John Kenneth "Ken" Galbraith, OC was a Canadian-American economist. He was a Keynesian and an institutionalist, a leading proponent of 20th-century American liberalism and progressivism. His books on economic topics were bestsellers from the 1950s through the 1970s and he filled the role of public intellectual in this period on matters of economics.
Galbraith was a prolific author who produced four dozen books and over a thousand articles on various subjects. Among his most famous works was a popular trilogy on economics, American Capitalism (1952), The Affluent Society (1958), and The New Industrial State (1967). He taught at Harvard University for many years. Galbraith was active in politics, serving in the administrations of Franklin D. Roosevelt, Harry S. Truman, John F. Kennedy and Lyndon B. Johnson; and among other roles served as United States Ambassador to India under Kennedy.

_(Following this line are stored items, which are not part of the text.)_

//! PostgreSQL-backed order store.

use async_trait::async_trait;
use sqlx::{PgPool, Row, postgres::PgRow};
use uuid::Uuid;

use common::{EventId, OrderId};
use events::{EventEnvelope, OrderStatus};
use messaging::PostgresOutboxStore;

use crate::aggregate::{HistoryEntry, OrderAggregate, OrderStore};
use crate::error::{Result, SagaError};

/// Order store persisted in the `orders` table.
///
/// `create` inserts the row and stages the `OrderCreated` envelope in the
/// same transaction through the shared outbox table.
#[derive(Clone)]
pub struct PostgresOrderStore {
    pool: PgPool,
}

impl PostgresOrderStore {
    pub fn new(pool: PgPool) -> Self {
        Self { pool }
    }

    pub fn pool(&self) -> &PgPool {
        &self.pool
    }

    fn row_to_order(row: PgRow) -> Result<OrderAggregate> {
        let items: serde_json::Value = row.try_get("items")?;
        let history: serde_json::Value = row.try_get("history")?;
        let status: String = row.try_get("status")?;
        Ok(OrderAggregate {
            id: OrderId::from_uuid(row.try_get::<Uuid, _>("id")?),
            items: serde_json::from_value(items)?,
            total: row.try_get("total")?,
            status: serde_json::from_value(serde_json::Value::String(status))?,
            history: serde_json::from_value(history)?,
            correlation_id: EventId::from_uuid(row.try_get::<Uuid, _>("correlation_id")?),
            created_at: row.try_get("created_at")?,
            updated_at: row.try_get("updated_at")?,
        })
    }
}

#[async_trait]
impl OrderStore for PostgresOrderStore {
    async fn create(
        &self,
        order: &OrderAggregate,
        topic: &str,
        envelope: &EventEnvelope,
    ) -> Result<()> {
        let mut tx = self.pool.begin().await?;

        let inserted = sqlx::query(
            r#"
            INSERT INTO orders (id, items, total, status, history, correlation_id, created_at, updated_at)
            VALUES ($1, $2, $3, $4, $5, $6, $7, $8)
            ON CONFLICT (id) DO NOTHING
            "#,
        )
        .bind(order.id.as_uuid())
        .bind(serde_json::to_value(&order.items)?)
        .bind(order.total)
        .bind(order.status.as_str())
        .bind(serde_json::to_value(&order.history)?)
        .bind(order.correlation_id.as_uuid())
        .bind(order.created_at)
        .bind(order.updated_at)
        .execute(&mut *tx)
        .await?;

        if inserted.rows_affected() == 0 {
            return Err(SagaError::OrderAlreadyExists(order.id));
        }

        PostgresOutboxStore::enqueue_in_tx(&mut tx, topic, envelope).await?;
        tx.commit().await?;
        Ok(())
    }

    async fn apply(&self, id: OrderId, status: OrderStatus, entry: HistoryEntry) -> Result<()> {
        let mut tx = self.pool.begin().await?;

        let current: Option<String> =
            sqlx::query_scalar("SELECT status FROM orders WHERE id = $1 FOR UPDATE")
                .bind(id.as_uuid())
                .fetch_optional(&mut *tx)
                .await?;
        let current = current.ok_or(SagaError::OrderNotFound(id))?;
        let from: OrderStatus = serde_json::from_value(serde_json::Value::String(current))?;

        if !OrderAggregate::transition_allowed(from, status) {
            return Err(SagaError::InvalidTransition {
                order_id: id,
                from,
                to: status,
            });
        }

        sqlx::query(
            r#"
            UPDATE orders
            SET status = $2, history = history || $3::jsonb, updated_at = $4
            WHERE id = $1
            "#,
        )
        .bind(id.as_uuid())
        .bind(status.as_str())
        .bind(serde_json::to_value(&entry)?)
        .bind(entry.at)
        .execute(&mut *tx)
        .await?;

        tx.commit().await?;
        Ok(())
    }

    async fn get(&self, id: OrderId) -> Result<Option<OrderAggregate>> {
        let row: Option<PgRow> = sqlx::query(
            r#"
            SELECT id, items, total, status, history, correlation_id, created_at, updated_at
            FROM orders
            WHERE id = $1
            "#,
        )
        .bind(id.as_uuid())
        .fetch_optional(&self.pool)
        .await?;

        row.map(Self::row_to_order).transpose()
    }

    async fn list(&self) -> Result<Vec<OrderAggregate>> {
        let rows = sqlx::query(
            r#"
            SELECT id, items, total, status, history, correlation_id, created_at, updated_at
            FROM orders
            ORDER BY created_at ASC
            "#,
        )
        .fetch_all(&self.pool)
        .await?;

        rows.into_iter().map(Self::row_to_order).collect()
    }
}
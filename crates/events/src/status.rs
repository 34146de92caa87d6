//! Order status vocabulary shared by the aggregate and the read model.

use serde::{Deserialize, Serialize};

/// The status of an order as it moves through the fulfillment saga.
///
/// Transitions (driven only by the order service's consumer):
/// ```text
/// CREATED ──► INVENTORY_RESERVED ──► PAYMENT_AUTHORIZED ──► SHIPPED
///    │                │                      │                 │
///    └► INVENTORY_FAILED  └► PAYMENT_FAILED      └► SHIPPING_FAILED ──► REFUNDED
/// ```
/// Failure states are sticky until an operator issues a retry or
/// compensation command.
#[derive(Debug, Clone, Copy, PartialEq, Eq, Hash, Serialize, Deserialize)]
#[serde(rename_all = "SCREAMING_SNAKE_CASE")]
pub enum OrderStatus {
    Created,
    InventoryReserved,
    InventoryFailed,
    PaymentAuthorized,
    PaymentFailed,
    Shipped,
    ShippingFailed,
    Refunded,
}

impl OrderStatus {
    /// Returns true if the order is stalled in a failure state.
    pub fn is_failed(&self) -> bool {
        matches!(
            self,
            OrderStatus::InventoryFailed
                | OrderStatus::PaymentFailed
                | OrderStatus::ShippingFailed
        )
    }

    /// Returns true if no further forward step is expected without an
    /// operator command.
    pub fn is_settled(&self) -> bool {
        matches!(self, OrderStatus::Shipped | OrderStatus::Refunded) || self.is_failed()
    }

    /// Returns the status label as it appears in projections.
    pub fn as_str(&self) -> &'static str {
        match self {
            OrderStatus::Created => "CREATED",
            OrderStatus::InventoryReserved => "INVENTORY_RESERVED",
            OrderStatus::InventoryFailed => "INVENTORY_FAILED",
            OrderStatus::PaymentAuthorized => "PAYMENT_AUTHORIZED",
            OrderStatus::PaymentFailed => "PAYMENT_FAILED",
            OrderStatus::Shipped => "SHIPPED",
            OrderStatus::ShippingFailed => "SHIPPING_FAILED",
            OrderStatus::Refunded => "REFUNDED",
        }
    }
}

impl std::fmt::Display for OrderStatus {
    fn fmt(&self, f: &mut std::fmt::Formatter<'_>) -> std::fmt::Result {
        write!(f, "{}", self.as_str())
    }
}
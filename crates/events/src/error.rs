//! Schema validation errors.

use thiserror::Error;

/// Errors raised while validating an envelope against the event catalog.
#[derive(Debug, Error)]
pub enum ValidationError {
    /// The envelope's `type` does not name a registered schema.
    #[error("unknown event type: {0}")]
    UnknownType(String),

    /// The payload does not conform to the schema for its type.
    #[error("invalid payload for {event_type}: {reason}")]
    InvalidPayload { event_type: String, reason: String },

    /// The payload could not be serialized or deserialized at all.
    #[error("serialization error: {0}")]
    Serialization(#[from] serde_json::Error),
}

impl ValidationError {
    /// Shorthand for a structured payload violation.
    pub fn invalid(event_type: impl Into<String>, reason: impl Into<String>) -> Self {
        Self::InvalidPayload {
            event_type: event_type.into(),
            reason: reason.into(),
        }
    }
}
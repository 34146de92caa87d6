//! PostgreSQL-backed projection store.

use async_trait::async_trait;
use sqlx::{PgPool, Row, postgres::PgRow};
use uuid::Uuid;

use common::OrderId;
use events::OrderStatus;

use crate::error::Result;
use crate::projection::{OrderProjection, ProjectionStore, TimelineEntry};

/// Projection store persisted in the `order_projections` table.
#[derive(Clone)]
pub struct PostgresProjectionStore {
    pool: PgPool,
}

impl PostgresProjectionStore {
    pub fn new(pool: PgPool) -> Self {
        Self { pool }
    }

    fn row_to_projection(row: PgRow) -> Result<OrderProjection> {
        let status: String = row.try_get("current_status")?;
        let timeline: serde_json::Value = row.try_get("timeline")?;
        Ok(OrderProjection {
            order_id: OrderId::from_uuid(row.try_get::<Uuid, _>("order_id")?),
            current_status: serde_json::from_value(serde_json::Value::String(status))?,
            timeline: serde_json::from_value(timeline)?,
            created_at: row.try_get("created_at")?,
            updated_at: row.try_get("updated_at")?,
        })
    }
}

#[async_trait]
impl ProjectionStore for PostgresProjectionStore {
    async fn apply(
        &self,
        order_id: OrderId,
        status: OrderStatus,
        entry: TimelineEntry,
    ) -> Result<OrderProjection> {
        let row = sqlx::query(
            r#"
            INSERT INTO order_projections (order_id, current_status, timeline, created_at, updated_at)
            VALUES ($1, $2, jsonb_build_array($3::jsonb), $4, $4)
            ON CONFLICT (order_id) DO UPDATE SET
                current_status = EXCLUDED.current_status,
                timeline = order_projections.timeline || $3::jsonb,
                updated_at = EXCLUDED.updated_at
            RETURNING order_id, current_status, timeline, created_at, updated_at
            "#,
        )
        .bind(order_id.as_uuid())
        .bind(status.as_str())
        .bind(serde_json::to_value(&entry)?)
        .bind(entry.at)
        .fetch_one(&self.pool)
        .await?;

        Self::row_to_projection(row)
    }

    async fn get(&self, order_id: OrderId) -> Result<Option<OrderProjection>> {
        let row: Option<PgRow> = sqlx::query(
            r#"
            SELECT order_id, current_status, timeline, created_at, updated_at
            FROM order_projections
            WHERE order_id = $1
            "#,
        )
        .bind(order_id.as_uuid())
        .fetch_optional(&self.pool)
        .await?;

        row.map(Self::row_to_projection).transpose()
    }

    async fn list(&self) -> Result<Vec<OrderProjection>> {
        let rows = sqlx::query(
            r#"
            SELECT order_id, current_status, timeline, created_at, updated_at
            FROM order_projections
            ORDER BY created_at ASC
            "#,
        )
        .fetch_all(&self.pool)
        .await?;

        rows.into_iter().map(Self::row_to_projection).collect()
    }
}
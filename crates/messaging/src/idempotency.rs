//! Idempotent-consumption guard.
//!
//! At-least-once delivery means every consumer must tolerate duplicates.
//! The guard records a `(consumer, event_id)` marker before running the
//! side effect; losing the insert race means another delivery of the same
//! event already ran it.

use std::collections::HashSet;
use std::future::Future;
use std::sync::Arc;

use async_trait::async_trait;
use common::EventId;
use tokio::sync::RwLock;

use crate::error::{MessagingError, Result};

/// Outcome of running an effect under the guard.
#[derive(Debug)]
pub enum IdempotencyOutcome<T> {
    /// The effect ran; this was the first delivery of the event.
    Fresh(T),
    /// The event was already processed by this consumer; the effect was
    /// not invoked. A normal outcome, not an error.
    Duplicate,
}

impl<T> IdempotencyOutcome<T> {
    /// Returns true if the event had already been processed.
    pub fn already_processed(&self) -> bool {
        matches!(self, IdempotencyOutcome::Duplicate)
    }

    /// Extracts the effect result, if the effect ran.
    pub fn into_inner(self) -> Option<T> {
        match self {
            IdempotencyOutcome::Fresh(value) => Some(value),
            IdempotencyOutcome::Duplicate => None,
        }
    }
}

/// Durable record of processed event ids, one per consumer.
///
/// Uniqueness of `(consumer, event_id)` is the store's responsibility
/// (a constraint, not application logic), so concurrent delivery retries
/// lose the race safely.
#[async_trait]
pub trait ProcessedStore: Send + Sync {
    /// Atomically creates the marker. Returns `false` if it already
    /// existed.
    async fn insert(&self, consumer: &str, event_id: EventId) -> Result<bool>;

    /// Removes a marker, releasing the event for reprocessing.
    async fn remove(&self, consumer: &str, event_id: EventId) -> Result<()>;
}

/// Runs `effect` at most once per `(consumer, event_id)`.
///
/// The marker is inserted *before* the effect so that concurrent retries
/// dedup correctly, but it is rolled back if the effect fails: a handler
/// error must not permanently mask the event from broker-level
/// redelivery. Only a completed effect leaves a marker behind.
pub async fn with_idempotency<S, F, Fut, T, E>(
    store: &S,
    consumer: &str,
    event_id: EventId,
    effect: F,
) -> std::result::Result<IdempotencyOutcome<T>, E>
where
    S: ProcessedStore + ?Sized,
    F: FnOnce() -> Fut,
    Fut: Future<Output = std::result::Result<T, E>>,
    E: From<MessagingError>,
{
    if !store.insert(consumer, event_id).await? {
        return Ok(IdempotencyOutcome::Duplicate);
    }

    match effect().await {
        Ok(value) => Ok(IdempotencyOutcome::Fresh(value)),
        Err(err) => {
            if let Err(remove_err) = store.remove(consumer, event_id).await {
                tracing::error!(
                    consumer,
                    %event_id,
                    error = %remove_err,
                    "failed to roll back idempotency marker; event may be stuck as processed"
                );
            }
            Err(err)
        }
    }
}

/// In-memory processed-marker store for tests and single-process wiring.
#[derive(Clone, Default)]
pub struct InMemoryProcessedStore {
    markers: Arc<RwLock<HashSet<(String, EventId)>>>,
}

impl InMemoryProcessedStore {
    /// Creates a new empty store.
    pub fn new() -> Self {
        Self::default()
    }

    /// Number of markers currently held.
    pub async fn marker_count(&self) -> usize {
        self.markers.read().await.len()
    }
}

#[async_trait]
impl ProcessedStore for InMemoryProcessedStore {
    async fn insert(&self, consumer: &str, event_id: EventId) -> Result<bool> {
        Ok(self
            .markers
            .write()
            .await
            .insert((consumer.to_string(), event_id)))
    }

    async fn remove(&self, consumer: &str, event_id: EventId) -> Result<()> {
        self.markers
            .write()
            .await
            .remove(&(consumer.to_string(), event_id));
        Ok(())
    }
}

#[cfg(test)]
mod tests {
    use super::*;
    use std::sync::atomic::{AtomicU32, Ordering};

    #[tokio::test]
    async fn effect_runs_at_most_once() {
        let store = InMemoryProcessedStore::new();
        let event_id = EventId::new();
        let calls = AtomicU32::new(0);

        let first: std::result::Result<_, MessagingError> =
            with_idempotency(&store, "svc", event_id, || async {
                calls.fetch_add(1, Ordering::SeqCst);
                Ok(42)
            })
            .await;
        let first = first.unwrap();
        assert!(!first.already_processed());
        assert_eq!(first.into_inner(), Some(42));

        let second: std::result::Result<IdempotencyOutcome<i32>, MessagingError> =
            with_idempotency(&store, "svc", event_id, || async {
                calls.fetch_add(1, Ordering::SeqCst);
                Ok(42)
            })
            .await;
        assert!(second.unwrap().already_processed());
        assert_eq!(calls.load(Ordering::SeqCst), 1);
    }

    #[tokio::test]
    async fn different_consumers_process_independently() {
        let store = InMemoryProcessedStore::new();
        let event_id = EventId::new();

        for consumer in ["inventory", "payment"] {
            let outcome: std::result::Result<_, MessagingError> =
                with_idempotency(&store, consumer, event_id, || async { Ok(()) }).await;
            assert!(!outcome.unwrap().already_processed());
        }
        assert_eq!(store.marker_count().await, 2);
    }

    #[tokio::test]
    async fn failed_effect_releases_marker_for_retry() {
        let store = InMemoryProcessedStore::new();
        let event_id = EventId::new();
        let calls = AtomicU32::new(0);

        let attempt = with_idempotency(&store, "svc", event_id, || async {
            calls.fetch_add(1, Ordering::SeqCst);
            Err::<(), MessagingError>(MessagingError::Broker("boom".into()))
        })
        .await;
        assert!(attempt.is_err());
        assert_eq!(store.marker_count().await, 0);

        // Redelivery retries the genuinely failed work.
        let retry: std::result::Result<_, MessagingError> =
            with_idempotency(&store, "svc", event_id, || async {
                calls.fetch_add(1, Ordering::SeqCst);
                Ok(())
            })
            .await;
        assert!(!retry.unwrap().already_processed());
        assert_eq!(calls.load(Ordering::SeqCst), 2);
        assert_eq!(store.marker_count().await, 1);
    }
}
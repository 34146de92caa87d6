//! Transactional outbox staging.

use std::sync::Arc;

use async_trait::async_trait;
use chrono::{DateTime, Utc};
use common::EventId;
use events::EventEnvelope;
use tokio::sync::RwLock;

use crate::error::Result;

/// One staged event awaiting publication.
///
/// A record with `sent_at` absent is pending; once set it is never
/// cleared, and records are never deleted by the core (retention is an
/// external concern). `attempts`/`last_error` are the observability
/// signal for publish trouble — they never cause the record to be
/// dropped.
#[derive(Debug, Clone)]
pub struct OutboxRecord {
    pub event_id: EventId,
    pub topic: String,
    pub envelope: EventEnvelope,
    pub sent_at: Option<DateTime<Utc>>,
    pub attempts: u32,
    pub last_error: Option<String>,
    pub created_at: DateTime<Utc>,
    pub updated_at: DateTime<Utc>,
}

/// Durable staging table for outgoing events, written alongside the
/// business-state change that produced them.
#[async_trait]
pub trait OutboxStore: Send + Sync {
    /// Validates and stages an envelope. A duplicate `event_id` is a
    /// no-op; returns whether a new record was inserted. Invalid
    /// envelopes fail fast here and are never placed on the wire.
    async fn enqueue(&self, topic: &str, envelope: &EventEnvelope) -> Result<bool>;

    /// Returns up to `limit` pending records, oldest first.
    async fn pending(&self, limit: usize) -> Result<Vec<OutboxRecord>>;

    /// Marks a record as published.
    async fn mark_sent(&self, event_id: EventId) -> Result<()>;

    /// Records a publish failure; the record stays pending for the next
    /// dispatcher tick.
    async fn mark_failed(&self, event_id: EventId, error: &str) -> Result<()>;

    /// Looks a record up by event id.
    async fn get(&self, event_id: EventId) -> Result<Option<OutboxRecord>>;
}

/// In-memory outbox for tests and single-process wiring.
#[derive(Clone, Default)]
pub struct InMemoryOutboxStore {
    records: Arc<RwLock<Vec<OutboxRecord>>>,
}

impl InMemoryOutboxStore {
    /// Creates a new empty outbox.
    pub fn new() -> Self {
        Self::default()
    }

    /// Number of records still pending publication.
    pub async fn pending_count(&self) -> usize {
        self.records
            .read()
            .await
            .iter()
            .filter(|r| r.sent_at.is_none())
            .count()
    }

    /// Total number of staged records, sent or not.
    pub async fn record_count(&self) -> usize {
        self.records.read().await.len()
    }
}

#[async_trait]
impl OutboxStore for InMemoryOutboxStore {
    async fn enqueue(&self, topic: &str, envelope: &EventEnvelope) -> Result<bool> {
        envelope.validate()?;

        let mut records = self.records.write().await;
        if records.iter().any(|r| r.event_id == envelope.event_id) {
            return Ok(false);
        }

        let now = Utc::now();
        records.push(OutboxRecord {
            event_id: envelope.event_id,
            topic: topic.to_string(),
            envelope: envelope.clone(),
            sent_at: None,
            attempts: 0,
            last_error: None,
            created_at: now,
            updated_at: now,
        });
        Ok(true)
    }

    async fn pending(&self, limit: usize) -> Result<Vec<OutboxRecord>> {
        let records = self.records.read().await;
        Ok(records
            .iter()
            .filter(|r| r.sent_at.is_none())
            .take(limit)
            .cloned()
            .collect())
    }

    async fn mark_sent(&self, event_id: EventId) -> Result<()> {
        let mut records = self.records.write().await;
        if let Some(record) = records.iter_mut().find(|r| r.event_id == event_id)
            && record.sent_at.is_none()
        {
            let now = Utc::now();
            record.sent_at = Some(now);
            record.updated_at = now;
        }
        Ok(())
    }

    async fn mark_failed(&self, event_id: EventId, error: &str) -> Result<()> {
        let mut records = self.records.write().await;
        if let Some(record) = records.iter_mut().find(|r| r.event_id == event_id) {
            record.attempts += 1;
            record.last_error = Some(error.to_string());
            record.updated_at = Utc::now();
        }
        Ok(())
    }

    async fn get(&self, event_id: EventId) -> Result<Option<OutboxRecord>> {
        Ok(self
            .records
            .read()
            .await
            .iter()
            .find(|r| r.event_id == event_id)
            .cloned())
    }
}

He was one of the few honorees who received the Presidential Medal of Freedom twice. He received one in 1946 from President Truman and another in 2000 from President Bill Clinton. He was also awarded the Order of Canada in 1997 and, in 2001, the Padma Vibhushan, India's second highest civilian award, for his contributions to strengthening ties between India and the United States.
In the world of minor lunacy, the behavior of both the utterly rational and the totally insane seems equally odd.
One could indeed argue that human happiness would be as effectively advanced by inefficiency in want creation as by efficiency in production.
Politics consists of choosing between the disastrous and the unpalatable.
The modern conservative is engaged in one of man's oldest exercises in moral philosophy; that is, the search for a superior moral justification for selfishness.